La oralidad, andina y cosmopolita, sigue presente en su escritura. Cuando le preguntan si percibe que las novelas actuales rescatan ese mágico sonido de las lenguas originarias, responde que las sirenas aparecen en medio de la selva y hablan en sus novelas. “¿En qué otro idioma lo harían si no en el suyo?”, se pregunta. También lo hacen los árboles y las montañas, e incluso el caballo del mayor de nuestros presidentes da una declaración. “Así ocurre también con el caballo de Manuela, que se explaya contándonos qué sentía cuando ella cabalgaba sobre su lomo en las batallas. Me resultaría difícil traducir todos esos decires al habla de un profesor de matemáticas o al discurso de un congresista”, explica.
Ese tono de escritura, según el autor, viene de la infancia. “Cuando yo era pequeño, me pasaba la noche junto con dos indios armados de machetes frente al río. Cuidábamos el agua que abastecía el fundo de mi padre. Allí aprendí a hablar con los campesinos y, con ellos, también a hablar con el agua y con la noche en un idioma que es mío tanto como lo es el castellano de Cervantes”, relata. Y trae a colación a Juan Rulfo: “Cuando le preguntaron a Juan Rulfo por qué había usado el lenguaje que utilizó al escribir Pedro Páramo, él respondió: ‘Comala es un pueblo muerto donde no viven más que ánimas, donde todos los personajes están muertos, y aun quien narra está muerto. Entonces no hay un límite entre el espacio y el tiempo. Los muertos no tienen tiempo ni espacio’. El asunto es que, en este caso, Rulfo solo podía utilizar esa oralidad, la de los aparecidos”.
Consultado sobre si la “torta del reconocimiento” está bien repartida en la literatura peruana, Eduardo González Viaña responde con humor: “La única torta que a mí me gusta es la tiramisú. Las demás pueden repartírselas a su buena gana porque ni yo ni nadie estará observando”.

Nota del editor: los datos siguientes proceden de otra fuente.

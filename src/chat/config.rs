//! Configuration types for the chat application.
//!
//! CLI arguments are parsed with `arrrg` into [`ChatArgs`], then resolved and
//! validated into a [`ChatConfig`].

use std::path::PathBuf;
use std::time::Duration;

use arrrg_derive::CommandLine;

use crate::error::{Error, Result};
use crate::types::{GenerationConfig, Model};

/// Instructions that keep the model in its tutoring role.
pub const TUTOR_INSTRUCTIONS: &str = include_str!("tutor_instructions.txt");

/// Seconds to wait for the model service when not overridden.
const DEFAULT_TIMEOUT_SECS: u64 = 30;

/// Command-line arguments for the bricktutor-chat tool.
///
/// Floating point values are taken as strings and parsed during
/// resolution, so the struct stays `Eq`.
#[derive(CommandLine, Debug, Default, PartialEq, Eq)]
pub struct ChatArgs {
    /// Model to use for chat.
    #[arrrg(optional, "Model to use (default: learnlm-1.5-pro-experimental)", "MODEL")]
    pub model: Option<String>,

    /// File holding replacement system instructions.
    #[arrrg(optional, "Read system instructions from FILE", "FILE")]
    pub system_file: Option<String>,

    /// Sampling temperature.
    #[arrrg(optional, "Sampling temperature, 0.0-2.0 (default: 0.3)", "TEMP")]
    pub temperature: Option<String>,

    /// Nucleus sampling value.
    #[arrrg(optional, "Top-p, 0.0-1.0 (default: 0.95)", "P")]
    pub top_p: Option<String>,

    /// Top-k sampling limit.
    #[arrrg(optional, "Top-k (default: 64)", "K")]
    pub top_k: Option<u32>,

    /// Maximum tokens per reply.
    #[arrrg(optional, "Max output tokens per reply (default: 8192)", "TOKENS")]
    pub max_output_tokens: Option<u32>,

    /// Request timeout.
    #[arrrg(optional, "Request timeout in seconds (default: 30)", "SECS")]
    pub timeout_secs: Option<u64>,

    /// Alternate API endpoint.
    #[arrrg(optional, "Base URL of the model API", "URL")]
    pub base_url: Option<String>,

    /// YAML file holding `gemini_api_key`.
    #[arrrg(optional, "Read the API key from a YAML secrets file", "FILE")]
    pub secrets_file: Option<String>,

    /// Disable ANSI colors and styles.
    #[arrrg(flag, "Disable ANSI colors/styles")]
    pub no_color: bool,
}

/// Resolved configuration for a chat session.
#[derive(Debug, Clone, PartialEq)]
pub struct ChatConfig {
    /// The model to use for generating replies.
    pub model: Model,

    /// Instructions sent with every request.
    pub system_instruction: Option<String>,

    /// Sampling parameters.
    pub generation: GenerationConfig,

    /// How long a round trip may take.
    pub timeout: Duration,

    /// Override for the API endpoint.
    pub base_url: Option<String>,

    /// Where to read the API key from, instead of the environment.
    pub secrets_file: Option<PathBuf>,

    /// Whether to use ANSI colors and styles in output.
    pub use_color: bool,
}

impl ChatConfig {
    /// Creates a config with the tutor defaults.
    pub fn new() -> Self {
        Self {
            model: Model::default(),
            system_instruction: Some(TUTOR_INSTRUCTIONS.to_string()),
            generation: GenerationConfig::default(),
            timeout: Duration::from_secs(DEFAULT_TIMEOUT_SECS),
            base_url: None,
            secrets_file: None,
            use_color: true,
        }
    }

    /// Resolves parsed arguments, reading any referenced files.
    pub fn from_args(args: ChatArgs) -> Result<Self> {
        let mut config = ChatConfig::new();
        if let Some(model) = args.model {
            let model = model.parse::<Model>().unwrap_or_else(|never| match never {});
            config = config.with_model(model);
        }
        if let Some(path) = args.system_file {
            let text = std::fs::read_to_string(&path)
                .map_err(|e| Error::config(format!("cannot read system file {path}: {e}")))?;
            config = config.with_system_instruction(Some(text));
        }
        let mut generation = config.generation.clone();
        if let Some(temperature) = args.temperature {
            generation = generation.with_temperature(Some(parse_bounded(
                "temperature",
                &temperature,
                0.0,
                2.0,
            )?));
        }
        if let Some(top_p) = args.top_p {
            generation = generation.with_top_p(Some(parse_bounded("top_p", &top_p, 0.0, 1.0)?));
        }
        if args.top_k.is_some() {
            generation = generation.with_top_k(args.top_k);
        }
        if let Some(max) = args.max_output_tokens {
            if max == 0 {
                return Err(Error::validation(
                    "max_output_tokens must be positive",
                    Some("max_output_tokens".to_string()),
                ));
            }
            generation = generation.with_max_output_tokens(Some(max));
        }
        config = config.with_generation(generation);
        if let Some(secs) = args.timeout_secs {
            if secs == 0 {
                return Err(Error::validation(
                    "timeout_secs must be positive",
                    Some("timeout_secs".to_string()),
                ));
            }
            config = config.with_timeout(Duration::from_secs(secs));
        }
        config.base_url = args.base_url;
        config.secrets_file = args.secrets_file.map(PathBuf::from);
        if args.no_color {
            config = config.without_color();
        }
        Ok(config)
    }

    /// Sets the model to use.
    pub fn with_model(mut self, model: Model) -> Self {
        self.model = model;
        self
    }

    /// Sets the system instructions; blank text disables them.
    pub fn with_system_instruction(mut self, instruction: Option<String>) -> Self {
        self.system_instruction = instruction.filter(|s| !s.trim().is_empty());
        self
    }

    /// Sets the sampling parameters.
    pub fn with_generation(mut self, generation: GenerationConfig) -> Self {
        self.generation = generation;
        self
    }

    /// Sets the request timeout.
    pub fn with_timeout(mut self, timeout: Duration) -> Self {
        self.timeout = timeout;
        self
    }

    /// Sets the API endpoint.
    pub fn with_base_url(mut self, base_url: Option<String>) -> Self {
        self.base_url = base_url;
        self
    }

    /// Disables ANSI color output.
    pub fn without_color(mut self) -> Self {
        self.use_color = false;
        self
    }
}

impl Default for ChatConfig {
    fn default() -> Self {
        Self::new()
    }
}

impl TryFrom<ChatArgs> for ChatConfig {
    type Error = Error;

    fn try_from(args: ChatArgs) -> Result<Self> {
        ChatConfig::from_args(args)
    }
}

fn parse_bounded(param: &str, value: &str, min: f32, max: f32) -> Result<f32> {
    let parsed: f32 = value.trim().parse().map_err(|_| {
        Error::validation(
            format!("{param} must be a number, got {value:?}"),
            Some(param.to_string()),
        )
    })?;
    if !(min..=max).contains(&parsed) {
        return Err(Error::validation(
            format!("{param} must be between {min} and {max}, got {parsed}"),
            Some(param.to_string()),
        ));
    }
    Ok(parsed)
}

#[cfg(test)]
mod tests {
    use super::*;
    use crate::types::KnownModel;
    use crate::types::generation_config::DEFAULT_TEMPERATURE;

    #[test]
    fn default_config() {
        let config = ChatConfig::new();
        assert_eq!(config.model, Model::Known(KnownModel::LearnLm15ProExperimental));
        assert!(config.use_color);
        assert_eq!(config.timeout, Duration::from_secs(30));
        assert_eq!(config.generation.temperature, Some(DEFAULT_TEMPERATURE));
        assert_eq!(config.generation.top_k, Some(64));
        assert!(
            config
                .system_instruction
                .as_deref()
                .is_some_and(|s| s.contains("Pybricks"))
        );
    }

    #[test]
    fn config_from_args_defaults() {
        let config = ChatConfig::try_from(ChatArgs::default()).unwrap();
        assert_eq!(config, ChatConfig::new());
    }

    #[test]
    fn config_from_args_custom() {
        let args = ChatArgs {
            model: Some("gemini-2.0-flash".to_string()),
            temperature: Some("0.7".to_string()),
            top_p: Some("0.5".to_string()),
            top_k: Some(10),
            max_output_tokens: Some(1024),
            timeout_secs: Some(5),
            base_url: Some("http://localhost:8080/v1beta/".to_string()),
            secrets_file: Some("secrets.yaml".to_string()),
            no_color: true,
            ..ChatArgs::default()
        };
        let config = ChatConfig::try_from(args).unwrap();
        assert_eq!(config.model, Model::Known(KnownModel::Gemini20Flash));
        assert_eq!(config.generation.temperature, Some(0.7));
        assert_eq!(config.generation.top_p, Some(0.5));
        assert_eq!(config.generation.top_k, Some(10));
        assert_eq!(config.generation.max_output_tokens, Some(1024));
        assert_eq!(config.timeout, Duration::from_secs(5));
        assert_eq!(config.secrets_file, Some(PathBuf::from("secrets.yaml")));
        assert!(!config.use_color);
    }

    #[test]
    fn out_of_range_values_are_rejected() {
        let args = ChatArgs {
            temperature: Some("2.5".to_string()),
            ..ChatArgs::default()
        };
        assert!(ChatConfig::try_from(args).unwrap_err().is_config());

        let args = ChatArgs {
            top_p: Some("lots".to_string()),
            ..ChatArgs::default()
        };
        let err = ChatConfig::try_from(args).unwrap_err();
        assert!(err.to_string().contains("top_p"));

        let args = ChatArgs {
            timeout_secs: Some(0),
            ..ChatArgs::default()
        };
        assert!(ChatConfig::try_from(args).is_err());
    }

    #[test]
    fn missing_system_file_is_config_error() {
        let args = ChatArgs {
            system_file: Some("/nonexistent/bricktutor/system.txt".to_string()),
            ..ChatArgs::default()
        };
        assert!(ChatConfig::try_from(args).unwrap_err().is_config());
    }

    #[test]
    fn blank_system_instruction_is_dropped() {
        let config = ChatConfig::new().with_system_instruction(Some("  \n".to_string()));
        assert!(config.system_instruction.is_none());
    }
}
// Public modules
pub mod display_message;
pub mod generate_content;
pub mod generation_config;
pub mod history_entry;
pub mod model;

// Re-exports
pub use display_message::{DisplayMessage, Sender};
pub use generate_content::{
    Candidate, CompletionOutcome, Content, GenerateContentRequest, GenerateContentResponse, Part,
    PromptFeedback, UsageMetadata,
};
pub use generation_config::GenerationConfig;
pub use history_entry::{HistoryRole, ModelHistoryEntry, orphaned_user_entries};
pub use model::{KnownModel, Model};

En cuanto a qué lo motiva a seguir escribiendo, el autor sostiene: “Escribo para vivir y vivo para escribir. Creo que todo lo que escribo es, al final, autobiográfico, aunque no haya atravesado la selva ni suela hablar con los árboles. Los personajes de mis historias son generalmente amigos míos o gente a quien le quiero tomar el pelo. Lo quiera o no lo quiera, el escritor es autobiográfico”.
La presentación de su novela Manuela Sáenz y la luna de Paita se realizará el martes 28 de julio de 2026 a las 12:00 m. en el auditorio César Vallejo de la Feria Internacional del Libro de Lima (FIL Lima).